Abstract: FR-PO0931
Raynaud Phenomenon as a Manifestation of Sorafenib-Induced Thrombotic Microangiopathy: A Case Report
Session Information
- Glomerular Case Reports: Lupus, FSGS, Complement, and More
November 07, 2025 | Location: Exhibit Hall, Convention Center
Abstract Time: 10:00 AM - 12:00 PM
Category: Glomerular Diseases
- 1402 Glomerular Diseases: Clinical, Outcomes, and Therapeutics
Authors
- Alagla, Nahlah Abdullah, KFSHRC, Riyadh, Riyadh, Saudi Arabia
- Alqarni, Khaled Abdullah, KFSHRC, Riyadh, Riyadh, Saudi Arabia
Introduction
Thrombotic microangiopathy (TMA) is a rare complication of stem cell transplantation, often linked to TKIs like Sorafenib. While typically renal-limited, systemic signs may be underrecognized. We report a case of Sorafenib-associated TMA with refractory Raynaud phenomenon that improved with Eculizumab, suggesting Raynaud may represent a systemic TMA manifestation and highlighting complement inhibition as a potential therapy.
Case Description
A 42-year-old man with diabetes and hypertension underwent allogeneic PBSCT for FLT3-positive AML in January 2023, receiving TBI, chemotherapy, and Sorafenib (200 mg BID from March 2023). In July, he developed erythematous follicular papules; biopsy confirmed chronic GVHD, which responded to steroids, Ruxolitinib, and phototherapy.

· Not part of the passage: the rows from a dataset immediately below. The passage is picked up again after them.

/// Table row syntax with owned delimiter constant.
pub struct TableRow;

impl TableRow {
    /// The cell delimiter character.
    pub const DELIMITER: char = '|';

    /// Matches a line containing at least one `|` as a table row.
    pub fn matches(line: &str) -> bool {
        line.contains(Self::DELIMITER)
    }

    /// Recognizes a header-separator row: a non-empty run of only `-` and
    /// `|` containing at least one `-`. Separator rows produce no cells.
    pub fn is_separator(line: &str) -> bool {
        !line.is_empty()
            && line.chars().all(|c| c == '-' || c == Self::DELIMITER)
            && line.contains('-')
    }

    /// Splits a row into cell texts. One leading and one trailing `|` are
    /// stripped so `|A|B|` and `A|B` both yield two cells.
    pub fn cells(line: &str) -> Vec<&str> {
        let inner = line.strip_prefix(Self::DELIMITER).unwrap_or(line);
        let inner = inner.strip_suffix(Self::DELIMITER).unwrap_or(inner);
        inner.split(Self::DELIMITER).collect()
    }
}
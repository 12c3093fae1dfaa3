/// Index of a node in the [`Dom`] arena.
#[derive(Debug, Clone, Copy, PartialEq, Eq, Hash)]
pub struct NodeId(pub(crate) usize);

/// A single HTML attribute. Order of attributes follows insertion order.
#[derive(Debug, Clone, PartialEq, Eq)]
pub struct Attribute {
    pub name: String,
    pub value: String,
}

/// Tag, attributes and void flag of an element node.
#[derive(Debug, Clone, PartialEq, Eq)]
pub struct ElementData {
    pub tag: String,
    pub attrs: Vec<Attribute>,
    /// Void elements render as a bare opening tag with no children.
    pub void: bool,
}

/// What a node is: an element or a raw text leaf.
#[derive(Debug, Clone, PartialEq, Eq)]
pub enum NodeKind {
    Element(ElementData),
    /// Raw text payload, rendered verbatim with no wrapping tag.
    Text(String),
}

/// One node in the arena: kind plus structural links.
#[derive(Debug, Clone)]
pub struct Node {
    pub parent: Option<NodeId>,
    pub kind: NodeKind,
    pub children: Vec<NodeId>,
}

/// Arena-backed element tree.
///
/// The root is created at construction and never replaced. All mutation is
/// additive: nodes are created detached and attached once with
/// [`Dom::append_child`].
#[derive(Debug, Clone)]
pub struct Dom {
    nodes: Vec<Node>,
    root: NodeId,
}

impl Dom {
    /// Tag of the invisible pass-through root used in fragment mode.
    /// The renderer emits only its children, never the tag itself.
    pub const FRAGMENT_TAG: &'static str = "fragment";

    /// Creates a tree with a single element root with the given tag.
    pub fn with_root(tag: &str) -> Self {
        let root_node = Node {
            parent: None,
            kind: NodeKind::Element(ElementData {
                tag: tag.to_string(),
                attrs: Vec::new(),
                void: false,
            }),
            children: Vec::new(),
        };
        Self {
            nodes: vec![root_node],
            root: NodeId(0),
        }
    }

    /// Creates a tree rooted at a pass-through fragment container.
    pub fn fragment() -> Self {
        Self::with_root(Self::FRAGMENT_TAG)
    }

    pub fn root(&self) -> NodeId {
        self.root
    }

    pub fn node(&self, id: NodeId) -> &Node {
        &self.nodes[id.0]
    }

    fn node_mut(&mut self, id: NodeId) -> &mut Node {
        &mut self.nodes[id.0]
    }

    /// Creates a detached element node.
    pub fn create_element(&mut self, tag: &str) -> NodeId {
        self.push(NodeKind::Element(ElementData {
            tag: tag.to_string(),
            attrs: Vec::new(),
            void: false,
        }))
    }

    /// Creates a detached text leaf.
    pub fn create_text(&mut self, text: &str) -> NodeId {
        self.push(NodeKind::Text(text.to_string()))
    }

    fn push(&mut self, kind: NodeKind) -> NodeId {
        let id = NodeId(self.nodes.len());
        self.nodes.push(Node {
            parent: None,
            kind,
            children: Vec::new(),
        });
        id
    }

    /// Attaches `child` as the last child of `parent` and returns the child
    /// id, usable as a new insertion point.
    pub fn append_child(&mut self, parent: NodeId, child: NodeId) -> NodeId {
        self.node_mut(child).parent = Some(parent);
        self.node_mut(parent).children.push(child);
        child
    }

    /// Upserts an attribute on an element node. Later writes with the same
    /// name overwrite the value. No-op on text leaves.
    pub fn set_attribute(&mut self, id: NodeId, name: &str, value: &str) {
        if let NodeKind::Element(data) = &mut self.node_mut(id).kind {
            if let Some(attr) = data.attrs.iter_mut().find(|a| a.name == name) {
                attr.value = value.to_string();
            } else {
                data.attrs.push(Attribute {
                    name: name.to_string(),
                    value: value.to_string(),
                });
            }
        }
    }

    /// Flags an element as void (no closing tag, children not rendered).
    pub fn mark_void(&mut self, id: NodeId) {
        if let NodeKind::Element(data) = &mut self.node_mut(id).kind {
            data.void = true;
        }
    }

    /// Non-owning upward lookup. Returns `None` at the root.
    pub fn parent_of(&self, id: NodeId) -> Option<NodeId> {
        self.node(id).parent
    }
}

#[cfg(test)]
mod tests {
    use super::*;

    #[test]
    fn root_has_no_parent() {
        let dom = Dom::with_root("html");
        assert_eq!(dom.parent_of(dom.root()), None);
    }

    #[test]
    fn append_child_links_both_directions() {
        let mut dom = Dom::fragment();
        let p = dom.create_element("p");
        let attached = dom.append_child(dom.root(), p);

        assert_eq!(attached, p);
        assert_eq!(dom.parent_of(p), Some(dom.root()));
        assert_eq!(dom.node(dom.root()).children, vec![p]);
    }

    #[test]
    fn children_keep_insertion_order() {
        let mut dom = Dom::fragment();
        let a = dom.create_element("h1");
        let b = dom.create_element("p");
        dom.append_child(dom.root(), a);
        dom.append_child(dom.root(), b);
        assert_eq!(dom.node(dom.root()).children, vec![a, b]);
    }

    #[test]
    fn set_attribute_last_write_wins() {
        let mut dom = Dom::fragment();
        let img = dom.create_element("img");
        dom.set_attribute(img, "src", "a.png");
        dom.set_attribute(img, "alt", "first");
        dom.set_attribute(img, "src", "b.png");

        match &dom.node(img).kind {
            NodeKind::Element(data) => {
                assert_eq!(data.attrs.len(), 2);
                assert_eq!(data.attrs[0].name, "src");
                assert_eq!(data.attrs[0].value, "b.png");
            }
            _ => panic!("expected element"),
        }
    }

    #[test]
    fn mark_void_sets_flag() {
        let mut dom = Dom::fragment();
        let br = dom.create_element("br");
        dom.mark_void(br);
        match &dom.node(br).kind {
            NodeKind::Element(data) => assert!(data.void),
            _ => panic!("expected element"),
        }
    }

    #[test]
    fn text_leaf_ignores_attributes() {
        let mut dom = Dom::fragment();
        let t = dom.create_text("hello");
        dom.set_attribute(t, "class", "x");
        assert!(matches!(&dom.node(t).kind, NodeKind::Text(s) if s == "hello"));
    }
}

By August 2024, he presented with 2 months of leg edema and subnephrotic proteinuria. BP was 160/70. Labs: Hb 109, Plt 128, Cr 111, Alb 33, urine PCR 273 mg/mmol. Workup: normal complement, HbA1c 5.3, negative ANCA, anti-PLA2R, and APS; kappa/lambda ratio normal. Renal biopsy showed chronic TMA with glomerular double contours, arteriolar hyalinosis, and severe IFTA; no immune deposits. ADAMTS13 was preserved; no schistocytes or hemolysis. Managed conservatively with RAAS blockade and SGLT2i, with improving proteinuria (PCR 131, then 57 mg/mmol).
In October, he developed cold-induced fingertip pain, bluish discoloration, and ulcers—diagnosed as Raynaud phenomenon, without scleroderma features. ANA nucleolar 1:1280, dsDNA 254, normal complements. CBC: macrocytic anemia, Plt 115, stable Cr. Adalat was started. Creatinine rose to 160 with flank pain; Doppler negative. Anticardiolipin IgG transiently elevated; APS unlikely.
Sorafenib was stopped in November due to worsening renal function (Cr 170) and Raynaud symptoms. Eculizumab was initiated in December (900 mg weekly ×4, then 1200 mg biweekly). Raynaud resolved within weeks. By January 2025, renal function stabilized, proteinuria improved, and vasospastic symptoms resolved.
Discussion
The findings supported that Raynaud phenomenon in this patient likely represented a systemic manifestation of sorafinib-induced TMA. The resolution of symptoms with Eculizumab highlights the potential role of complement inhibition in such cases and underscores the importance of recognizing Raynaud as a possible complication of TKI.